Sometimes music can be the inspiration needed to keep me writing at my desk. However, I have to be careful about my musical selection because my mind wanders to the beat of certain songs. All of a sudden that song can become the front and center story smacking me right in the face.
I discovered this as I was working on my almost bear encounter and I turned on Elton John for a little background music. I started to write about the woman attempting not to frighten my children, whispering, and pointing up the road “Bear!”
I exclaim, “What!? Bear!” which of course frightens my children.
And then Sad Song comes on! Of course I take two minutes to sing it into my coffee mug. I then muse over the last time I sang this song with friends in the middle of a pub over fifteen years ago.
Now I then try to focus back on the men emerging from the woods excited over the bear.
“You can go see the grizzly right there! She is right there!”
“Ummm. No thanks.”
I clutch bear spray the bear spray can tighter, attempting to walk back to my trailer , keeping the kids calm, without running into a bear. The bear you know is being contained by park rangers but still it’s a bear close by in the bushes.
I then begin to write about the anxiety of the bear and then I Don’t Want to Go On with You Like That starts playing which reminds me of that one guy I dated and badly danced with to this song in a smelly bar after sharing our second or third grog. It is inevitable to discover years later that he was gay and that this song meant so much more to him than I could have ever imagined.

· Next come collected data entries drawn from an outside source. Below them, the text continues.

//! Typed operations over the game's REST control surface (C4).
//!
//! Five operations (`health_check`, `announce`, `save`, `shutdown`, `stop`),
//! basic-or-token auth, a per-call timeout defaulting to 10s, and "any
//! transport or non-2xx response is an API error" (`ApiError`).

use std::time::Duration;

use serde::Serialize;
use serde_json::json;

use crate::config::Auth;
use crate::error::ApiError;

const DEFAULT_TIMEOUT: Duration = Duration::from_secs(10);

pub struct ServerApiClient {
    base_url: String,
    auth: Auth,
    http: reqwest::blocking::Client,
}

impl ServerApiClient {
    pub fn new(base_url: String, auth: Auth) -> Self {
        ServerApiClient {
            base_url: base_url.trim_end_matches('/').to_string(),
            auth,
            http: reqwest::blocking::Client::builder()
                .timeout(DEFAULT_TIMEOUT)
                .build()
                .expect("build REST control client"),
        }
    }

    fn url(&self, endpoint: &str) -> String {
        format!("{}/{}", self.base_url, endpoint.trim_start_matches('/'))
    }

    fn get(&self, endpoint: &str) -> Result<reqwest::blocking::Response, ApiError> {
        let mut request = self.http.get(self.url(endpoint));
        request = apply_auth(request, &self.auth);
        request.send().map_err(|source| ApiError::Get {
            endpoint: endpoint.to_string(),
            source,
        })
    }

    fn post(&self, endpoint: &str, body: impl Serialize) -> Result<(), ApiError> {
        let mut request = self.http.post(self.url(endpoint)).json(&body);
        request = apply_auth(request, &self.auth);
        let response = request.send().map_err(|source| ApiError::Post {
            endpoint: endpoint.to_string(),
            source,
        })?;
        if !response.status().is_success() {
            return Err(ApiError::Status {
                endpoint: endpoint.to_string(),
                status: response.status().as_u16(),
            });
        }
        Ok(())
    }

    /// `GET /v1/api/info`. Returns `true` iff the server responded with a
    /// success status; any transport or non-2xx failure is treated as
    /// unhealthy rather than propagated.
    pub fn health_check(&self) -> bool {
        match self.get("/v1/api/info") {
            Ok(response) => response.status().is_success(),
            Err(_) => false,
        }
    }

    /// `POST /v1/api/announce {message}`.
    pub fn announce(&self, message: &str) -> Result<(), ApiError> {
        self.post("/v1/api/announce", json!({ "message": message }))
    }

    /// `POST /v1/api/save {}`.
    pub fn save(&self) -> Result<(), ApiError> {
        self.post("/v1/api/save", json!({}))
    }

    /// `POST /v1/api/shutdown {waittime, message}`.
    pub fn shutdown(&self, message: &str, delay_seconds: u32) -> Result<(), ApiError> {
        self.post(
            "/v1/api/shutdown",
            json!({ "waittime": delay_seconds, "message": message }),
        )
    }

    /// `POST /v1/api/stop {}`.
    pub fn stop(&self) -> Result<(), ApiError> {
        self.post("/v1/api/stop", json!({}))
    }
}

fn apply_auth(
    request: reqwest::blocking::RequestBuilder,
    auth: &Auth,
) -> reqwest::blocking::RequestBuilder {
    match auth {
        Auth::Basic { username, password } => request.basic_auth(username, Some(password)),
        Auth::Token { token } => request.bearer_auth(token),
    }
}

#[cfg(test)]
mod tests {
    use super::*;

    #[test]
    fn url_joins_base_and_endpoint_exactly_once() {
        let client = ServerApiClient::new(
            "http://localhost:8212/".to_string(),
            Auth::Token { token: "x".to_string() },
        );
        assert_eq!(client.url("/v1/api/info"), "http://localhost:8212/v1/api/info");
        assert_eq!(client.url("v1/api/save"), "http://localhost:8212/v1/api/save");
    }

    #[test]
    fn health_check_on_unreachable_host_is_false() {
        let client = ServerApiClient::new(
            "http://127.0.0.1:1".to_string(),
            Auth::Basic {
                username: "a".to_string(),
                password: "b".to_string(),
            },
        );
        assert!(!client.health_check());
    }
}
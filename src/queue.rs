//! Priority queue with cascading cancellation and sentinel-based drain (C8).
//!
//! Entries are ordered by `(priority ascending, insertion-sequence
//! ascending)` per the design notes' recommendation to carry an explicit
//! sequence counter rather than relying on job-value comparison.

use std::sync::{Condvar, Mutex};
use std::time::{Duration, Instant};

use crate::workflow::WorkflowJob;

struct Entry {
    priority: u8,
    sequence: u64,
    job: WorkflowJob,
}

/// Metadata about the queue's head, returned by [`PriorityQueue::peek`]
/// without taking ownership of the job (tasks are not `Clone`).
pub struct PeekInfo {
    pub priority: u8,
    pub is_sentinel: bool,
    pub name: String,
}

struct State {
    entries: Vec<Entry>,
    next_sequence: u64,
}

pub struct PriorityQueue {
    state: Mutex<State>,
    not_empty: Condvar,
}

impl PriorityQueue {
    pub fn new() -> Self {
        PriorityQueue {
            state: Mutex::new(State { entries: Vec::new(), next_sequence: 0 }),
            not_empty: Condvar::new(),
        }
    }

    /// Insert `job`. A sentinel drains every non-sentinel entry first, then
    /// takes the queue, so no real job runs after it once delivered.
    pub fn enqueue(&self, job: WorkflowJob) {
        let mut state = self.state.lock().expect("queue lock poisoned");
        if job.is_sentinel {
            state.entries.clear();
        }
        let sequence = state.next_sequence;
        state.next_sequence += 1;
        let entry = Entry { priority: job.priority, sequence, job };

        let position = state
            .entries
            .iter()
            .position(|e| (e.priority, e.sequence) > (entry.priority, entry.sequence))
            .unwrap_or(state.entries.len());
        state.entries.insert(position, entry);

        self.not_empty.notify_one();
    }

    /// Blocking pop of the lowest `(priority, sequence)` entry; `None` if
    /// `timeout` elapses with the queue empty.
    pub fn get(&self, timeout: Duration) -> Option<WorkflowJob> {
        let deadline = Instant::now() + timeout;
        let mut state = self.state.lock().expect("queue lock poisoned");
        loop {
            if !state.entries.is_empty() {
                return Some(state.entries.remove(0).job);
            }
            let remaining = deadline.saturating_duration_since(Instant::now());
            if remaining.is_zero() {
                return None;
            }
            let (guard, result) = self
                .not_empty
                .wait_timeout(state, remaining)
                .expect("queue condvar poisoned");
            state = guard;
            if result.timed_out() && state.entries.is_empty() {
                return None;
            }
        }
    }

    /// Remove every entry with priority strictly greater (lower real
    /// priority) than `base`'s, preserving the sentinel if present.
    pub fn prune_lower_priority(&self, base_priority: u8) {
        let mut state = self.state.lock().expect("queue lock poisoned");
        state
            .entries
            .retain(|e| e.priority <= base_priority || e.job.is_sentinel);
    }

    pub fn peek(&self) -> Option<PeekInfo> {
        let state = self.state.lock().expect("queue lock poisoned");
        state.entries.first().map(|e| PeekInfo {
            priority: e.priority,
            is_sentinel: e.job.is_sentinel,
            name: e.job.name.clone(),
        })
    }

    pub fn is_empty(&self) -> bool {
        let state = self.state.lock().expect("queue lock poisoned");
        state.entries.is_empty()
    }
}

impl Default for PriorityQueue {
    fn default() -> Self {
        Self::new()
    }
}

#[cfg(test)]
mod tests {
    use super::*;
    use crate::workflow::JobId;

    fn job(id: JobId) -> WorkflowJob {
        WorkflowJob::new(id, Vec::new())
    }

    #[test]
    fn dequeues_in_priority_order_regardless_of_insertion_order() {
        let queue = PriorityQueue::new();
        queue.enqueue(job(JobId::Update)); // priority 5
        queue.enqueue(job(JobId::Start)); // priority 1
        let first = queue.get(Duration::from_millis(10)).unwrap();
        assert_eq!(first.id, Some(JobId::Start));
    }

    #[test]
    fn equal_priority_breaks_tie_by_insertion_order() {
        let queue = PriorityQueue::new();
        queue.enqueue(job(JobId::Start));
        queue.enqueue(job(JobId::Start));
        let first = queue.get(Duration::from_millis(10)).unwrap();
        let second = queue.get(Duration::from_millis(10)).unwrap();
        assert_eq!(first.id, Some(JobId::Start));
        assert_eq!(second.id, Some(JobId::Start));
    }

    #[test]
    fn get_times_out_on_empty_queue() {
        let queue = PriorityQueue::new();
        assert!(queue.get(Duration::from_millis(20)).is_none());
    }

    #[test]
    fn prune_removes_strictly_lower_priority_entries() {
        let queue = PriorityQueue::new();
        queue.enqueue(job(JobId::Oom)); // priority 4
        queue.enqueue(job(JobId::Update)); // priority 5, should be pruned
        queue.prune_lower_priority(JobId::Restart.priority()); // base priority 3
        assert!(queue.is_empty());
    }

    #[test]
    fn prune_preserves_sentinel() {
        let queue = PriorityQueue::new();
        queue.enqueue(job(JobId::Update));
        queue.enqueue(WorkflowJob::sentinel());
        queue.prune_lower_priority(JobId::Start.priority());
        let peeked = queue.peek().unwrap();
        assert!(peeked.is_sentinel);
    }

    #[test]
    fn sentinel_drains_pending_non_sentinel_entries() {
        let queue = PriorityQueue::new();
        queue.enqueue(job(JobId::Start));
        queue.enqueue(job(JobId::Update));
        queue.enqueue(WorkflowJob::sentinel());
        let dequeued = queue.get(Duration::from_millis(10)).unwrap();
        assert!(dequeued.is_sentinel);
        assert!(queue.is_empty());
    }
}
//! CLI argument parsing and environment loading.
//!
//! CLI flags are parsed with `clap`, then `APP_ENV`/`DEBUG_MODE` are read
//! from the process environment. Any missing required flag/env var is a
//! [`ConfigError`], surfaced by `main` as exit code 1 before the engine is
//! constructed — nothing downstream re-validates configuration.

use clap::{Parser, ValueEnum};

use crate::error::ConfigError;

#[derive(Debug, Clone, Copy, PartialEq, Eq, ValueEnum)]
pub enum AuthType {
    Basic,
    Token,
}

/// Authentication mode for [`crate::api_client::ServerApiClient`].
#[derive(Debug, Clone)]
pub enum Auth {
    Basic { username: String, password: String },
    Token { token: String },
}

/// Where the game install directory is resolved from.
#[derive(Debug, Clone)]
pub enum InstallSource {
    /// `--steam-path`: resolve via `steamapps/appmanifest_<id>.acf`.
    SteamPath(String),
    /// `--install-dir`: the game directory itself.
    InstallDir(String),
}

#[derive(Debug, Parser)]
#[command(name = "steam-server-runner")]
#[command(about = "Supervises a Steam dedicated server: keeps it patched, running, and healthy")]
struct Cli {
    /// Increase log verbosity (-v, -vv); logs go to stderr.
    #[arg(short, long, action = clap::ArgAction::Count)]
    verbose: u8,

    /// Steam application id of the game being supervised.
    #[arg(long)]
    app_id: u32,

    /// Path to a Steam library root (contains `steamapps/`). Mutually
    /// exclusive with `--install-dir`.
    #[arg(long)]
    steam_path: Option<String>,

    /// Explicit game install directory (force_install_dir). Mutually
    /// exclusive with `--steam-path`.
    #[arg(long)]
    install_dir: Option<String>,

    /// Base URL of the game's REST control API, e.g. http://localhost:8212.
    #[arg(long)]
    api_base_url: String,

    /// Authentication scheme for the REST control API.
    #[arg(long, value_enum, default_value = "basic")]
    auth_type: AuthType,

    #[arg(long)]
    api_username: Option<String>,

    #[arg(long)]
    api_password: Option<String>,

    #[arg(long)]
    api_token: Option<String>,

    /// Remaining arguments are passed verbatim to the game server executable.
    #[arg(trailing_var_arg = true, allow_hyphen_values = true)]
    game_args: Vec<String>,
}

/// Fully validated configuration the rest of the system is built from.
#[derive(Debug, Clone)]
pub struct AppConfig {
    pub app_id: u32,
    pub install_source: InstallSource,
    pub api_base_url: String,
    pub auth: Auth,
    pub game_args: Vec<String>,
    pub app_env: String,
    pub is_production: bool,
    pub debug_mode: bool,
    pub verbose: u8,
}

impl AppConfig {
    /// Parse CLI args (from `std::env::args`) and the process environment,
    /// producing a fully validated configuration.
    pub fn parse() -> Result<AppConfig, ConfigError> {
        Self::from_cli(Cli::parse())
    }

    fn from_cli(cli: Cli) -> Result<AppConfig, ConfigError> {
        // Loaded before env reads so a `.env` file can supply APP_ENV/DEBUG_MODE;
        // a missing file is not an error, and existing env vars are not overridden.
        let _ = dotenvy::dotenv();

        let install_source = match (cli.steam_path, cli.install_dir) {
            (Some(_), Some(_)) | (None, None) => {
                return Err(ConfigError::ConflictingInstallSource);
            }
            (Some(steam_path), None) => InstallSource::SteamPath(steam_path),
            (None, Some(install_dir)) => InstallSource::InstallDir(install_dir),
        };

        let auth = match cli.auth_type {
            AuthType::Basic => match (cli.api_username, cli.api_password) {
                (Some(username), Some(password)) => Auth::Basic { username, password },
                _ => return Err(ConfigError::MissingBasicAuth),
            },
            AuthType::Token => match cli.api_token {
                Some(token) => Auth::Token { token },
                None => return Err(ConfigError::MissingToken),
            },
        };

        let app_env = std::env::var("APP_ENV").map_err(|_| ConfigError::Missing("APP_ENV"))?;
        let is_production = app_env.eq_ignore_ascii_case("production");
        let debug_mode = std::env::var("DEBUG_MODE")
            .map(|v| v.eq_ignore_ascii_case("true"))
            .unwrap_or(false);

        Ok(AppConfig {
            app_id: cli.app_id,
            install_source,
            api_base_url: cli.api_base_url,
            auth,
            game_args: cli.game_args,
            app_env,
            is_production,
            debug_mode,
            verbose: cli.verbose,
        })
    }
}

#[cfg(test)]
mod tests {
    use super::*;

    fn base_cli() -> Cli {
        Cli {
            verbose: 0,
            app_id: 2394010,
            steam_path: None,
            install_dir: Some("/srv/game".to_string()),
            api_base_url: "http://localhost:8212".to_string(),
            auth_type: AuthType::Basic,
            api_username: Some("admin".to_string()),
            api_password: Some("hunter2".to_string()),
            api_token: None,
            game_args: vec![],
        }
    }

    #[test]
    fn rejects_both_install_sources() {
        let mut cli = base_cli();
        cli.steam_path = Some("/steam".to_string());
        // install_dir already set by base_cli
        unsafe {
            std::env::set_var("APP_ENV", "test");
        }
        let err = AppConfig::from_cli(cli).unwrap_err();
        assert!(matches!(err, ConfigError::ConflictingInstallSource));
    }

    #[test]
    fn rejects_neither_install_source() {
        let mut cli = base_cli();
        cli.install_dir = None;
        unsafe {
            std::env::set_var("APP_ENV", "test");
        }
        let err = AppConfig::from_cli(cli).unwrap_err();
        assert!(matches!(err, ConfigError::ConflictingInstallSource));
    }

    #[test]
    fn rejects_basic_auth_without_credentials() {
        let mut cli = base_cli();
        cli.api_password = None;
        unsafe {
            std::env::set_var("APP_ENV", "test");
        }
        let err = AppConfig::from_cli(cli).unwrap_err();
        assert!(matches!(err, ConfigError::MissingBasicAuth));
    }

    #[test]
    fn rejects_token_auth_without_token() {
        let mut cli = base_cli();
        cli.auth_type = AuthType::Token;
        unsafe {
            std::env::set_var("APP_ENV", "test");
        }
        let err = AppConfig::from_cli(cli).unwrap_err();
        assert!(matches!(err, ConfigError::MissingToken));
    }

    #[test]
    fn accepts_valid_basic_config() {
        let cli = base_cli();
        unsafe {
            std::env::set_var("APP_ENV", "production");
        }
        let config = AppConfig::from_cli(cli).expect("valid config");
        assert_eq!(config.app_id, 2394010);
        assert!(config.is_production);
        assert!(!config.debug_mode);
    }
}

So I then go back to the bear, the thoughts running through my head, about what if we had stayed on the trail, and had run into the bear. Of course, I have to note the British couple that we run into along the way who think “It would be charming to see a grizzly bear.”It is obvious they never watched Grizzly Adams or Legends of the Fall or read what to do if you see a bear which is posted all over the God Damn national park. So then Nikita comes on and it’s not my favorite so I skip it!
Obviously, it goes straight to I Guess That’s Why They Call It the Blues which takes me back to India alone in the apartment missing my future husband who was in the final stages of finishing his engineering degree. I may have played this song, over, and over again. But don’t tell him that because I don’t want it to go to his head.
I then snap back to the bear, we make it back to the trailer, only to discover my husband snoring the afternoon away, obviously not concerned about his family. I tell him excitedly about the bear, he grumbles something illegible, and rolls over to go back to sleep.
Only in the final moments of attempting to finish this blog post This Train Don’t Stop Here Anymore magically plays and I am left with a sigh. I think about everything else and I belt it out. Oh! And there was a bear. But this is what happens when I try to write and listen to Elton John at the same time.